Work required: Nothing but the lines holding the string "Miyano" should appear in the answer. Copy them from the entries.

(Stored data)
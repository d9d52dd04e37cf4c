//! Error type for `anishelf-store-sqlite`.

use thiserror::Error;

#[derive(Debug, Error)]
pub enum Error {
  #[error("core error: {0}")]
  Core(#[from] anishelf_core::Error),

  #[error("database error: {0}")]
  Database(#[from] tokio_rusqlite::Error),

  #[error("json error: {0}")]
  Json(#[from] serde_json::Error),

  #[error("uuid parse error: {0}")]
  Uuid(#[from] uuid::Error),

  #[error("date/time parse error: {0}")]
  DateParse(String),

  #[error("related anime not found: {0}")]
  UnknownRelatedAnime(i64),

  #[error("negative episode count: {0}")]
  NegativeEpisodes(i64),
}

pub type Result<T, E = Error> = std::result::Result<T, E>;
//! Error types for `anishelf-core`.

use thiserror::Error;

#[derive(Debug, Error)]
pub enum Error {
  #[error("unknown role: {0:?}")]
  UnknownRole(String),

  #[error("unknown list status: {0:?}")]
  UnknownListStatus(String),

  #[error("unknown friend request status: {0:?}")]
  UnknownFriendStatus(String),

  #[error("unknown notification kind: {0:?}")]
  UnknownNotificationKind(String),

  #[error("reaction value must be 1 or -1, got {0}")]
  InvalidReaction(i64),
}

pub type Result<T, E = Error> = std::result::Result<T, E>;
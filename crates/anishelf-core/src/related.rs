//! Related-anime edges and the inverse-edge planner.
//!
//! Every anime carries an ordered list of `(anime_id, type)` edges. Saving an
//! anime must keep the reciprocal edge on the *other* side of every relation:
//! if A lists B as a sequel, B lists A as a prequel. [`SyncPlan`] computes
//! which inverse edges appear and disappear when a list changes, and applies
//! them to the other records' lists. Storage backends run the plan; nothing in
//! here touches a database.

use std::collections::{BTreeMap, BTreeSet};

use serde::{Deserialize, Serialize};

use crate::anime::AnimeId;

// ─── Relation vocabulary ─────────────────────────────────────────────────────

/// The prequel label. Entries of this type always sort first.
pub const PREQUEL: &str = "Предыстория";
pub const SEQUEL: &str = "Продолжение";
pub const ALTERNATE: &str = "Альтернативная история";

pub fn is_prequel(relation_type: &str) -> bool { relation_type == PREQUEL }

/// The reciprocal label for `relation_type`.
///
/// Prequel and sequel swap; every other label (alternate version included) is
/// its own inverse. Surrounding whitespace is dropped.
pub fn inverse_relation_type(relation_type: &str) -> String {
  let trimmed = relation_type.trim();
  match trimmed {
    PREQUEL => SEQUEL.to_owned(),
    SEQUEL => PREQUEL.to_owned(),
    other => other.to_owned(),
  }
}

// ─── Items ───────────────────────────────────────────────────────────────────

/// One edge of the related-anime graph, as stored on its owning anime.
#[derive(Debug, Clone, PartialEq, Eq, Hash, Serialize, Deserialize)]
pub struct RelatedItem {
  pub anime_id:      AnimeId,
  #[serde(rename = "type")]
  pub relation_type: String,
}

impl RelatedItem {
  pub fn new(anime_id: AnimeId, relation_type: impl Into<String>) -> Self {
    Self { anime_id, relation_type: relation_type.into() }
  }

  fn matches(&self, anime_id: AnimeId, relation_type: &str) -> bool {
    self.anime_id == anime_id && self.relation_type == relation_type
  }
}

/// An edge as submitted by a client; either half may be missing.
#[derive(Debug, Clone, Default, PartialEq, Eq, Serialize, Deserialize)]
pub struct RawRelatedItem {
  pub anime_id:      Option<AnimeId>,
  #[serde(rename = "type")]
  pub relation_type: Option<String>,
}

impl From<RelatedItem> for RawRelatedItem {
  fn from(item: RelatedItem) -> Self {
    Self { anime_id: Some(item.anime_id), relation_type: Some(item.relation_type) }
  }
}

/// Drop incomplete entries and move prequels to the front.
///
/// Types are trimmed. Entries without an id (or with id `0`) or whose type is
/// blank are discarded. Duplicates are kept.
pub fn normalize<I>(raw: I) -> Vec<RelatedItem>
where
  I: IntoIterator<Item = RawRelatedItem>,
{
  let mut items: Vec<RelatedItem> = raw
    .into_iter()
    .filter_map(|r| match (r.anime_id, r.relation_type) {
      (Some(id), Some(t)) if id != 0 && !t.trim().is_empty() => {
        Some(RelatedItem::new(id, t.trim()))
      }
      _ => None,
    })
    .collect();
  sort_prequels_first(&mut items);
  items
}

/// Stable sort: prequel entries first, everything else keeps input order.
pub fn sort_prequels_first(items: &mut [RelatedItem]) {
  items.sort_by_key(|item| !is_prequel(&item.relation_type));
}

// ─── Planner ─────────────────────────────────────────────────────────────────

/// Inverse-edge changes implied by one anime's list going from `previous` to
/// `current`.
#[derive(Debug, Clone, Default, PartialEq, Eq)]
pub struct SyncPlan {
  anime_id:  AnimeId,
  /// Other anime → inverse types to drop from its list.
  removals:  BTreeMap<AnimeId, Vec<String>>,
  /// Other anime → inverse types to append to its list.
  additions: BTreeMap<AnimeId, Vec<String>>,
}

impl SyncPlan {
  /// Plan the synchronisation for `anime_id`.
  ///
  /// Both lists are expected to be normalised; additions are queued in the
  /// order of `current`. Edges pointing at `anime_id` itself are never
  /// propagated.
  pub fn new(
    anime_id: AnimeId,
    current: &[RelatedItem],
    previous: &[RelatedItem],
  ) -> Self {
    let current_keys: BTreeSet<(AnimeId, &str)> = current
      .iter()
      .map(|i| (i.anime_id, i.relation_type.as_str()))
      .collect();

    let mut removals: BTreeMap<AnimeId, Vec<String>> = BTreeMap::new();
    let mut seen_removed = BTreeSet::new();
    for item in previous {
      let key = (item.anime_id, item.relation_type.as_str());
      if item.anime_id == anime_id || current_keys.contains(&key) {
        continue;
      }
      if seen_removed.insert(key) {
        removals
          .entry(item.anime_id)
          .or_default()
          .push(inverse_relation_type(&item.relation_type));
      }
    }

    let mut additions: BTreeMap<AnimeId, Vec<String>> = BTreeMap::new();
    for item in current {
      if item.anime_id == anime_id {
        continue;
      }
      additions
        .entry(item.anime_id)
        .or_default()
        .push(inverse_relation_type(&item.relation_type));
    }

    Self { anime_id, removals, additions }
  }

  pub fn anime_id(&self) -> AnimeId { self.anime_id }

  pub fn is_empty(&self) -> bool { self.removals.is_empty() && self.additions.is_empty() }

  /// Every other anime whose list may change, ascending and deduplicated.
  pub fn affected_ids(&self) -> Vec<AnimeId> {
    self
      .additions
      .keys()
      .chain(self.removals.keys())
      .copied()
      .collect::<BTreeSet<_>>()
      .into_iter()
      .collect()
  }

  /// Apply the plan to `other_id`'s current list and return the new list.
  ///
  /// Removals only touch edges that point back at the planned anime with one
  /// of the scheduled types; other edges between the two records survive.
  /// Additions are skipped when the edge is already present.
  pub fn apply(&self, other_id: AnimeId, items: Vec<RelatedItem>) -> Vec<RelatedItem> {
    let mut items = items;
    sort_prequels_first(&mut items);

    if let Some(remove_types) = self.removals.get(&other_id) {
      items.retain(|item| {
        !(item.anime_id == self.anime_id && remove_types.contains(&item.relation_type))
      });
    }

    if let Some(add_types) = self.additions.get(&other_id) {
      for t in add_types {
        if !items.iter().any(|item| item.matches(self.anime_id, t)) {
          items.push(RelatedItem::new(self.anime_id, t.clone()));
        }
      }
    }

    sort_prequels_first(&mut items);
    items
  }
}
//! Related-anime edge rows and inverse-edge synchronisation.
//!
//! These helpers run on the connection thread, inside whatever transaction
//! the caller has opened, so a save and its inverse updates commit together.

use anishelf_core::{
  anime::AnimeId,
  related::{RelatedItem, SyncPlan},
};
use rusqlite::{Connection, OptionalExtension as _, params};

use crate::encode::RawAnime;

/// Stored edges of `anime_id` in list order.
pub fn read_relations(conn: &Connection, anime_id: AnimeId) -> rusqlite::Result<Vec<RelatedItem>> {
  let mut stmt = conn.prepare_cached(
    "SELECT related_anime_id, relation_type FROM anime_relations
     WHERE anime_id = ?1 ORDER BY position",
  )?;
  stmt
    .query_map(params![anime_id], |row| Ok(RelatedItem::new(row.get(0)?, row.get::<_, String>(1)?)))?
    .collect()
}

/// Replace the whole edge list of `anime_id`.
///
/// Repeated `(related_anime_id, relation_type)` pairs collapse onto the first
/// occurrence.
pub fn write_relations(
  conn: &Connection,
  anime_id: AnimeId,
  items: &[RelatedItem],
) -> rusqlite::Result<()> {
  conn.execute("DELETE FROM anime_relations WHERE anime_id = ?1", params![anime_id])?;
  let mut stmt = conn.prepare_cached(
    "INSERT OR IGNORE INTO anime_relations (anime_id, related_anime_id, relation_type, position)
     VALUES (?1, ?2, ?3, ?4)",
  )?;
  for (position, item) in items.iter().enumerate() {
    stmt.execute(params![anime_id, item.anime_id, item.relation_type, position as i64])?;
  }
  Ok(())
}

pub fn anime_exists(conn: &Connection, anime_id: AnimeId) -> rusqlite::Result<bool> {
  Ok(
    conn
      .query_row("SELECT 1 FROM anime WHERE anime_id = ?1", params![anime_id], |_| Ok(()))
      .optional()?
      .is_some(),
  )
}

/// Apply `plan` to every anime it touches. Anime that no longer exist are
/// skipped. Returns how many lists were rewritten.
pub fn sync_inverse_edges(conn: &Connection, plan: &SyncPlan) -> rusqlite::Result<usize> {
  let mut rewritten = 0;
  for other_id in plan.affected_ids() {
    if !anime_exists(conn, other_id)? {
      tracing::debug!(anime_id = plan.anime_id(), other_id, "skipping missing related anime");
      continue;
    }
    let before = read_relations(conn, other_id)?;
    let after = plan.apply(other_id, before.clone());
    if after != before {
      write_relations(conn, other_id, &after)?;
      rewritten += 1;
    }
  }
  Ok(rewritten)
}

/// Load one anime row together with its edges.
pub fn load_anime(conn: &Connection, anime_id: AnimeId) -> rusqlite::Result<Option<RawAnime>> {
  let sql = format!("SELECT {} FROM anime a WHERE a.anime_id = ?1", RawAnime::COLUMNS);
  let raw = conn.query_row(&sql, params![anime_id], RawAnime::from_row).optional()?;
  raw
    .map(|mut raw| {
      raw.related = read_relations(conn, raw.anime_id)?;
      Ok(raw)
    })
    .transpose()
}

/// Attach edge lists to rows read by a catalog query.
pub fn with_relations(conn: &Connection, raws: Vec<RawAnime>) -> rusqlite::Result<Vec<RawAnime>> {
  raws
    .into_iter()
    .map(|mut raw| {
      raw.related = read_relations(conn, raw.anime_id)?;
      Ok(raw)
    })
    .collect()
}
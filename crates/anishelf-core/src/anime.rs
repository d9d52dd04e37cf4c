//! Anime records and catalog queries.

use chrono::{DateTime, Datelike, NaiveDate, Utc};
use serde::{Deserialize, Serialize};

use crate::{media, related::RelatedItem};

pub type AnimeId = i64;
pub type StudioId = i64;
pub type CharacterId = i64;

/// Studios kept per anime.
pub const MAX_STUDIOS: usize = 5;

// ─── Record ──────────────────────────────────────────────────────────────────

/// A catalog entry together with its related-anime edges.
#[derive(Debug, Clone, Serialize, Deserialize)]
pub struct Anime {
  pub anime_id:        AnimeId,
  pub title:           String,
  pub alt_title:       Option<String>,
  /// Free-form format label, e.g. "TV" or "Фильм".
  #[serde(rename = "type")]
  pub kind:            String,
  /// Always the year of `season_date`.
  pub year:            i32,
  pub genres:          Vec<String>,
  pub episodes:        Option<u32>,
  pub status:          String,
  pub source:          Option<String>,
  pub season_date:     NaiveDate,
  pub description:     Option<String>,
  pub trailer_url:     Option<String>,
  pub cover_path:      Option<String>,
  /// Studio ids, lead studio first.
  pub studios:         Vec<StudioId>,
  pub mpaa_rating:     Option<String>,
  pub age_rating:      Option<String>,
  pub duration:        Option<String>,
  pub main_characters: Vec<MainCharacter>,
  /// Normalised: prequels first, then everything else in stored order.
  pub related_items:   Vec<RelatedItem>,
  pub created_at:      DateTime<Utc>,
  pub updated_at:      DateTime<Utc>,
}

impl Anime {
  pub fn season_label(&self) -> String { season_label(self.season_date) }

  pub fn cover_url(&self) -> Option<String> {
    self.cover_path.as_deref().map(media::public_url)
  }

  /// The first related edge, kept for clients that only show one relation.
  pub fn primary_related(&self) -> Option<&RelatedItem> { self.related_items.first() }

  pub fn related_anime_id(&self) -> Option<AnimeId> {
    self.primary_related().map(|r| r.anime_id)
  }

  pub fn related_type(&self) -> Option<&str> {
    self.primary_related().map(|r| r.relation_type.as_str())
  }

  /// The lead studio.
  pub fn studio_id(&self) -> Option<StudioId> { self.studios.first().copied() }

  pub fn main_character_id(&self) -> Option<CharacterId> {
    self.main_characters.first().and_then(|c| c.id)
  }

  /// Every main character's voice actor joined with `" | "`.
  pub fn main_voice_actor(&self) -> Option<String> { join_voice_actors(&self.main_characters) }
}

/// Everything needed to create or overwrite an anime record.
#[derive(Debug, Clone)]
pub struct NewAnime {
  pub title:           String,
  pub alt_title:       Option<String>,
  pub kind:            String,
  pub genres:          Vec<String>,
  pub episodes:        Option<u32>,
  pub status:          String,
  pub source:          Option<String>,
  pub season_date:     NaiveDate,
  pub description:     Option<String>,
  pub trailer_url:     Option<String>,
  pub cover_path:      Option<String>,
  /// Deduplicated, at most [`MAX_STUDIOS`] (see [`normalize_studios`]).
  pub studios:         Vec<StudioId>,
  pub mpaa_rating:     Option<String>,
  pub age_rating:      Option<String>,
  pub duration:        Option<String>,
  /// See [`normalize_main_characters`].
  pub main_characters: Vec<MainCharacter>,
  /// Must already be normalised (see [`crate::related::normalize`]).
  pub related_items:   Vec<RelatedItem>,
}

impl NewAnime {
  pub fn year(&self) -> i32 { self.season_date.year() }
}

// ─── Studios and characters ──────────────────────────────────────────────────

/// A lead character listed on an anime.
#[derive(Debug, Clone, PartialEq, Eq, Serialize, Deserialize)]
pub struct MainCharacter {
  pub id:          Option<CharacterId>,
  pub name:        String,
  pub voice_actor: Option<String>,
}

/// A main-character entry as submitted by a client.
#[derive(Debug, Clone, Default, PartialEq, Eq, Deserialize)]
pub struct RawMainCharacter {
  pub id:          Option<CharacterId>,
  pub name:        Option<String>,
  pub voice_actor: Option<String>,
}

/// Positive ids only, first occurrence wins, capped at [`MAX_STUDIOS`].
///
/// An empty list falls back to the single `legacy` studio id.
pub fn normalize_studios(ids: &[StudioId], legacy: Option<StudioId>) -> Vec<StudioId> {
  let mut out: Vec<StudioId> = Vec::new();
  for &id in ids {
    if id > 0 && !out.contains(&id) {
      out.push(id);
    }
    if out.len() == MAX_STUDIOS {
      break;
    }
  }
  if out.is_empty()
    && let Some(id) = legacy.filter(|&id| id > 0)
  {
    out.push(id);
  }
  out
}

fn trimmed(s: Option<String>) -> Option<String> {
  s.map(|s| s.trim().to_owned()).filter(|s| !s.is_empty())
}

/// Trim names and voice actors and drop entries without a name.
pub fn normalize_main_characters<I>(raw: I) -> Vec<MainCharacter>
where
  I: IntoIterator<Item = RawMainCharacter>,
{
  raw
    .into_iter()
    .filter_map(|r| {
      Some(MainCharacter {
        id:          r.id.filter(|&id| id > 0),
        name:        trimmed(r.name)?,
        voice_actor: trimmed(r.voice_actor),
      })
    })
    .collect()
}

/// `None` for an empty list; a character without a voice actor contributes
/// an empty segment.
pub fn join_voice_actors(characters: &[MainCharacter]) -> Option<String> {
  if characters.is_empty() {
    return None;
  }
  Some(
    characters
      .iter()
      .map(|c| c.voice_actor.as_deref().unwrap_or(""))
      .collect::<Vec<_>>()
      .join(" | "),
  )
}

/// Display label for the broadcast season of `date`, e.g. "Весна 2024".
pub fn season_label(date: NaiveDate) -> String {
  let season = match date.month() {
    12 | 1 | 2 => "Зима",
    3..=5 => "Весна",
    6..=8 => "Лето",
    _ => "Осень",
  };
  format!("{season} {}", date.year())
}

// ─── Catalog query ───────────────────────────────────────────────────────────

#[derive(Debug, Clone, Copy, PartialEq, Eq, Default)]
pub enum SortField {
  Title,
  #[default]
  Created,
  /// Season date, then creation time.
  Season,
}

impl SortField {
  /// `title` and `created` are recognised; anything else sorts by season.
  pub fn parse(s: &str) -> Self {
    match s {
      "title" => SortField::Title,
      "created" => SortField::Created,
      _ => SortField::Season,
    }
  }
}

#[derive(Debug, Clone, Copy, PartialEq, Eq, Default)]
pub enum SortDir {
  Asc,
  #[default]
  Desc,
}

impl SortDir {
  /// Only `asc` is ascending.
  pub fn parse(s: &str) -> Self {
    if s == "asc" { SortDir::Asc } else { SortDir::Desc }
  }

  pub fn as_sql(self) -> &'static str {
    match self {
      SortDir::Asc => "ASC",
      SortDir::Desc => "DESC",
    }
  }
}

/// Parameters for [`crate::store::CatalogStore::list_anime`].
#[derive(Debug, Clone, Default)]
pub struct CatalogQuery {
  /// Substring matched against title and alternative title.
  pub text:      Option<String>,
  /// Every listed genre must be present.
  pub genres:    Vec<String>,
  pub kind:      Option<String>,
  pub status:    Option<String>,
  pub year_from: Option<i32>,
  pub year_to:   Option<i32>,
  pub sort:      SortField,
  pub dir:       SortDir,
  pub limit:     Option<usize>,
  pub offset:    Option<usize>,
}

#[cfg(test)]
mod tests {
  use super::*;

  fn date(y: i32, m: u32) -> NaiveDate { NaiveDate::from_ymd_opt(y, m, 1).unwrap() }

  #[test]
  fn season_boundaries() {
    assert_eq!(season_label(date(2024, 12)), "Зима 2024");
    assert_eq!(season_label(date(2024, 1)), "Зима 2024");
    assert_eq!(season_label(date(2024, 2)), "Зима 2024");
    assert_eq!(season_label(date(2024, 3)), "Весна 2024");
    assert_eq!(season_label(date(2024, 5)), "Весна 2024");
    assert_eq!(season_label(date(2024, 6)), "Лето 2024");
    assert_eq!(season_label(date(2024, 8)), "Лето 2024");
    assert_eq!(season_label(date(2024, 9)), "Осень 2024");
    assert_eq!(season_label(date(2024, 11)), "Осень 2024");
  }

  #[test]
  fn studios_are_deduplicated_and_capped() {
    assert_eq!(normalize_studios(&[3, 0, 3, -1, 7], None), vec![3, 7]);
    assert_eq!(normalize_studios(&[1, 2, 3, 4, 5, 6, 7], Some(9)), vec![1, 2, 3, 4, 5]);
    assert_eq!(normalize_studios(&[], Some(9)), vec![9]);
    assert_eq!(normalize_studios(&[0], Some(0)), Vec::<StudioId>::new());
  }

  #[test]
  fn main_characters_need_a_name() {
    let raw = vec![
      RawMainCharacter {
        id:          Some(4),
        name:        Some("  Okabe Rintarou ".into()),
        voice_actor: Some(" Miyano Mamoru".into()),
      },
      RawMainCharacter { id: Some(5), name: Some("   ".into()), voice_actor: None },
      RawMainCharacter { id: None, name: Some("Makise Kurisu".into()), voice_actor: Some("".into()) },
    ];
    let chars = normalize_main_characters(raw);
    assert_eq!(chars, vec![
      MainCharacter {
        id:          Some(4),
        name:        "Okabe Rintarou".into(),
        voice_actor: Some("Miyano Mamoru".into()),
      },
      MainCharacter { id: None, name: "Makise Kurisu".into(), voice_actor: None },
    ]);
    assert_eq!(join_voice_actors(&chars).as_deref(), Some("Miyano Mamoru | "));
    assert_eq!(join_voice_actors(&[]), None);
  }

  #[test]
  fn sort_parsing_falls_back() {
    assert_eq!(SortField::parse("title"), SortField::Title);
    assert_eq!(SortField::parse("created"), SortField::Created);
    assert_eq!(SortField::parse("season"), SortField::Season);
    assert_eq!(SortField::parse("whatever"), SortField::Season);
    assert_eq!(SortDir::parse("asc"), SortDir::Asc);
    assert_eq!(SortDir::parse("ASC"), SortDir::Desc);
    assert_eq!(SortDir::parse(""), SortDir::Desc);
  }
}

Task output:
        voice_actor: Some(" Miyano Mamoru".into()),
        voice_actor: Some("Miyano Mamoru".into()),
    assert_eq!(join_voice_actors(&chars).as_deref(), Some("Miyano Mamoru | "));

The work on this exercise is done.